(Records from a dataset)

^^^^^^^^

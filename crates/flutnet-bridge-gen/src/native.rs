// crates/flutnet-bridge-gen/src/native.rs
// ============================================================================
// Module: Native Rendering
// Description: Rust registration stubs for the native side of a bridge.
// Purpose: Bind service implementations to dispatch ids matching the Dart proxies.
// Dependencies: flutnet-core
// ============================================================================

//! ## Overview
//! For each service the native side gets a trait with one method per
//! operation and a `register_<service>` function that binds an implementation
//! into a `flutnet_runtime::DispatchTable` under the same operation ids the
//! Dart proxies send. Data types become serde structs and enums whose field
//! names are renamed to the wire names. `mod.rs` ties the files together and
//! embeds `contract.json`.

// ============================================================================
// SECTION: Imports
// ============================================================================

use std::collections::BTreeSet;
use std::fmt::Write;

use flutnet_core::ContractModel;
use flutnet_core::DataKind;
use flutnet_core::OperationDefinition;
use flutnet_core::PrimitiveKind;
use flutnet_core::ReturnShape;
use flutnet_core::SemanticType;
use flutnet_core::ServiceDefinition;
use flutnet_core::TypeName;
use flutnet_core::naming::pascal_case;
use flutnet_core::naming::snake_case;

use crate::error::SynthesisError;

// ============================================================================
// SECTION: Constants
// ============================================================================

/// Rust keywords that need the raw identifier prefix.
const RUST_KEYWORDS: &[&str] = &[
    "as", "async", "await", "break", "const", "continue", "dyn", "else", "enum", "extern", "false",
    "fn", "for", "gen", "if", "impl", "in", "let", "loop", "match", "mod", "move", "mut", "pub",
    "ref", "return", "static", "struct", "trait", "true", "type", "unsafe", "use", "where",
    "while", "abstract", "become", "box", "do", "final", "macro", "override", "priv", "try",
    "typeof", "unsized", "virtual", "yield",
];

/// Identifiers that cannot be raw identifiers.
const RUST_RESERVED_PATHS: &[&str] = &["self", "Self", "super", "crate"];

/// Names a registration closure binds or calls besides the decoded arguments.
const BINDING_LOCALS: &[&str] = &["args", "argument", "service", "table", "to_value"];

/// Path of the native data module.
pub const DATA_PATH: &str = "native/data.rs";

/// Path of the native module root.
pub const MOD_PATH: &str = "native/mod.rs";

/// Path of the serialized contract.
pub const CONTRACT_PATH: &str = "native/contract.json";

// ============================================================================
// SECTION: Names
// ============================================================================

/// Returns the Rust module name of a service.
pub fn module_name(name: &TypeName) -> String {
    rust_identifier(&snake_case(name.simple_name()))
}

/// Returns the path of a service stub.
pub fn service_path(name: &TypeName) -> String {
    format!("native/{}.rs", snake_case(name.simple_name()))
}

/// Escapes identifiers that collide with Rust keywords.
fn rust_identifier(raw: &str) -> String {
    if raw.is_empty() || raw.starts_with(|ch: char| ch.is_ascii_digit()) {
        return format!("v{raw}");
    }
    if RUST_RESERVED_PATHS.contains(&raw) {
        return format!("{raw}_");
    }
    if RUST_KEYWORDS.contains(&raw) {
        return format!("r#{raw}");
    }
    raw.to_string()
}

/// Returns the Rust type name of a data type.
fn type_ident(name: &TypeName) -> String {
    rust_identifier(&pascal_case(name.simple_name()))
}

/// Returns the Rust type for a semantic type.
pub fn rust_type(ty: &SemanticType) -> String {
    match ty {
        SemanticType::Primitive {
            primitive,
        } => match primitive {
            PrimitiveKind::Bool => "bool",
            PrimitiveKind::U8 => "u8",
            PrimitiveKind::I8 => "i8",
            PrimitiveKind::I16 => "i16",
            PrimitiveKind::I32 => "i32",
            PrimitiveKind::I64 => "i64",
            PrimitiveKind::F32 => "f32",
            PrimitiveKind::F64 => "f64",
            PrimitiveKind::Char => "char",
            PrimitiveKind::String => "String",
        }
        .to_string(),
        SemanticType::Nullable {
            inner,
        } => format!("Option<{}>", rust_type(inner)),
        SemanticType::List {
            element,
        } => format!("Vec<{}>", rust_type(element)),
        SemanticType::Map {
            value,
        } => format!("BTreeMap<String, {}>", rust_type(value)),
        SemanticType::Data {
            name,
        }
        | SemanticType::Enum {
            name,
        } => type_ident(name),
    }
}

/// Returns true when a type mentions a map.
fn uses_map(ty: &SemanticType) -> bool {
    match ty {
        SemanticType::Map {
            ..
        } => true,
        SemanticType::Nullable {
            inner,
        } => uses_map(inner),
        SemanticType::List {
            element,
        } => uses_map(element),
        SemanticType::Primitive {
            ..
        }
        | SemanticType::Data {
            ..
        }
        | SemanticType::Enum {
            ..
        } => false,
    }
}

/// Fails when two generated identifiers in one scope collide.
fn ensure_unique<'a>(scope: &str, idents: impl IntoIterator<Item = &'a str>) -> Result<(), SynthesisError> {
    let mut seen = BTreeSet::new();
    for ident in idents {
        if !seen.insert(ident) {
            return Err(SynthesisError::Generation(format!("{scope} renders two members as `{ident}` in Rust")));
        }
    }
    Ok(())
}

// ============================================================================
// SECTION: Module Root
// ============================================================================

/// Renders `native/mod.rs`.
pub fn render_mod(model: &ContractModel, header: &str) -> String {
    let mut modules: BTreeSet<String> = model.services.iter().map(|service| module_name(&service.name)).collect();
    modules.insert("data".to_string());
    let mut out = String::from(header);
    let _ = writeln!(out, "\n//! Native bindings for the `{}` assembly.\n", model.assembly);
    for module in &modules {
        let _ = writeln!(out, "pub mod {module};");
    }
    out.push_str("\n/// Validated contract the Dart package was generated from.\n");
    out.push_str("pub const CONTRACT_JSON: &str = include_str!(\"contract.json\");\n");
    out
}

// ============================================================================
// SECTION: Services
// ============================================================================

/// Renders one service stub.
///
/// # Errors
///
/// Returns [`SynthesisError::Generation`] when two operations or parameters
/// render to the same Rust identifier.
pub fn render_service(service: &ServiceDefinition, header: &str) -> Result<String, SynthesisError> {
    let trait_name = type_ident(&service.name);
    let methods: Vec<String> = service.operations.iter().map(|op| rust_identifier(&snake_case(&op.name))).collect();
    ensure_unique(service.name.as_str(), methods.iter().map(String::as_str))?;
    let needs_map = service
        .operations
        .iter()
        .any(|op| op.parameters.iter().any(|param| uses_map(&param.ty)) || op.returns.value().is_some_and(uses_map));

    let mut out = String::from(header);
    out.push('\n');
    if needs_map {
        out.push_str("use std::collections::BTreeMap;\n");
    }
    out.push_str(
        "use std::sync::Arc;\n\nuse flutnet_runtime::DispatchTable;\nuse \
         flutnet_runtime::InvocationError;\nuse flutnet_runtime::OperationBinding;\nuse \
         flutnet_runtime::RuntimeError;\n",
    );
    let needs_argument = service.operations.iter().any(|op| !op.parameters.is_empty());
    if needs_argument {
        out.push_str("use flutnet_runtime::argument;\n");
    }
    if !service.operations.is_empty() {
        out.push_str("use flutnet_runtime::to_value;\n");
    }
    if !service.data_types.is_empty() {
        out.push('\n');
        for name in &service.data_types {
            let _ = writeln!(out, "use super::data::{};", type_ident(name));
        }
    }

    let _ = write!(out, "\n/// Native implementation of the `{}` platform service.\npub trait {trait_name}: Send + Sync + 'static {{\n", service.name);
    for (index, (operation, method)) in service.operations.iter().zip(&methods).enumerate() {
        if index > 0 {
            out.push('\n');
        }
        render_trait_method(&mut out, operation, method)?;
    }
    out.push_str("}\n");

    let _ = write!(
        out,
        "\n/// Binds `service` to the operation ids of `{}`.\n///\n/// # Errors\n///\n/// Returns \
         [`RuntimeError::DuplicateBinding`] when an id is already bound.\npub fn register_{}<T: \
         {trait_name}>(table: &mut DispatchTable, service: Arc<T>) -> Result<(), RuntimeError> {{\n",
        service.name,
        snake_case(service.name.simple_name())
    );
    for (operation, method) in service.operations.iter().zip(&methods) {
        render_binding(&mut out, operation, method);
    }
    if service.operations.is_empty() {
        out.push_str("    let _ = (table, service);\n");
    }
    out.push_str("    Ok(())\n}\n");
    Ok(out)
}

/// Returns the parameter identifiers of an operation.
fn parameter_names(operation: &OperationDefinition) -> Vec<String> {
    operation
        .parameters
        .iter()
        .map(|param| {
            let ident = rust_identifier(&snake_case(&param.name));
            if BINDING_LOCALS.contains(&ident.as_str()) { format!("{ident}_") } else { ident }
        })
        .collect()
}

/// Renders one trait method declaration.
fn render_trait_method(out: &mut String, operation: &OperationDefinition, method: &str) -> Result<(), SynthesisError> {
    let names = parameter_names(operation);
    ensure_unique(operation.id.as_str(), names.iter().map(String::as_str))?;
    let params: String = operation
        .parameters
        .iter()
        .zip(&names)
        .map(|(param, name)| format!(", {name}: {}", rust_type(&param.ty)))
        .collect();
    let value = operation.returns.value().map_or_else(|| "()".to_string(), rust_type);
    let _ = writeln!(out, "    /// `{}`", operation.formal_signature);
    match operation.returns {
        ReturnShape::Async {
            ..
        } => {
            let _ = writeln!(
                out,
                "    fn {method}(&self{params}) -> impl Future<Output = Result<{value}, InvocationError>> + Send;"
            );
        }
        ReturnShape::FireAndForget | ReturnShape::Sync { .. } => {
            let _ = writeln!(out, "    fn {method}(&self{params}) -> Result<{value}, InvocationError>;");
        }
    }
    Ok(())
}

/// Renders the table registration of one operation.
fn render_binding(out: &mut String, operation: &OperationDefinition, method: &str) {
    let names = parameter_names(operation);
    let is_async = matches!(operation.returns, ReturnShape::Async { .. });
    let args_ref = if is_async { "&args" } else { "args" };
    let mut decode = String::new();
    for (index, (param, name)) in operation.parameters.iter().zip(&names).enumerate() {
        let _ = writeln!(
            decode,
            "{{indent}}let {name}: {} = argument({args_ref}, {index})?;",
            rust_type(&param.ty)
        );
    }
    let call_args = names.join(", ");
    let id = operation.id.as_str();
    let args_pattern = if operation.parameters.is_empty() { "_args" } else { "args" };
    let _ = writeln!(out, "    {{\n        let service = Arc::clone(&service);");
    if is_async {
        let _ = writeln!(
            out,
            "        table.register(\n            \"{id}\",\n            OperationBinding::asynchronous(move \
             |{args_pattern}| {{\n                let service = Arc::clone(&service);\n                async move \
             {{"
        );
        out.push_str(&decode.replace("{indent}", "                    "));
        let _ = writeln!(
            out,
            "                    to_value(&service.{method}({call_args}).await?)\n                \
             }}\n            }}),\n        )?;\n    }}"
        );
    } else {
        let _ = writeln!(
            out,
            "        table.register(\n            \"{id}\",\n            OperationBinding::sync(move \
             |{args_pattern}| {{"
        );
        out.push_str(&decode.replace("{indent}", "                "));
        let _ = writeln!(
            out,
            "                to_value(&service.{method}({call_args})?)\n            }}),\n        )?;\n    }}"
        );
    }
}

// ============================================================================
// SECTION: Data Types
// ============================================================================

/// Renders `native/data.rs`.
///
/// # Errors
///
/// Returns [`SynthesisError::Generation`] when two fields or members render
/// to the same Rust identifier.
pub fn render_data(model: &ContractModel, header: &str) -> Result<String, SynthesisError> {
    let needs_map = model.data_types.iter().any(|data| match &data.kind {
        DataKind::Composite {
            ..
        } => model.all_fields(&data.name).iter().any(|field| uses_map(&field.ty)),
        DataKind::Enumeration {
            ..
        } => false,
    });
    let mut out = String::from(header);
    out.push_str("\n//! Wire data types.\n\n");
    if needs_map {
        out.push_str("use std::collections::BTreeMap;\n\n");
    }
    out.push_str("use serde::Deserialize;\nuse serde::Serialize;\n");
    for data in &model.data_types {
        let ident = type_ident(&data.name);
        match &data.kind {
            DataKind::Enumeration {
                members,
            } => {
                let idents: Vec<String> = members.iter().map(|member| rust_identifier(&pascal_case(member))).collect();
                ensure_unique(data.name.as_str(), idents.iter().map(String::as_str))?;
                let _ = write!(
                    out,
                    "\n/// Wire enumeration `{}`.\n#[derive(Debug, Clone, Copy, PartialEq, Eq, Hash, \
                     Serialize, Deserialize)]\npub enum {ident} {{\n",
                    data.name
                );
                for (member, member_ident) in members.iter().zip(&idents) {
                    let _ = writeln!(out, "    #[serde(rename = \"{member}\")]\n    {member_ident},");
                }
                out.push_str("}\n");
            }
            DataKind::Composite {
                ..
            } => {
                let fields = model.all_fields(&data.name);
                let idents: Vec<String> = fields.iter().map(|field| rust_identifier(&snake_case(&field.name))).collect();
                ensure_unique(data.name.as_str(), idents.iter().map(String::as_str))?;
                let _ = write!(
                    out,
                    "\n/// Wire data type `{}`.\n#[derive(Debug, Clone, PartialEq, Serialize, \
                     Deserialize)]\n#[serde(deny_unknown_fields)]\npub struct {ident} {{\n",
                    data.name
                );
                for (field, field_ident) in fields.iter().zip(&idents) {
                    let default = if field.ty.is_nullable() { ", default" } else { "" };
                    let _ = writeln!(
                        out,
                        "    #[serde(rename = \"{}\"{default})]\n    pub {field_ident}: {},",
                        field.name,
                        rust_type(&field.ty)
                    );
                }
                out.push_str("}\n");
            }
        }
    }
    Ok(out)
}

^^^^^^^^

Examine the entries and report how many of their lines contain the string "Deserialize", giving no more than the number.

3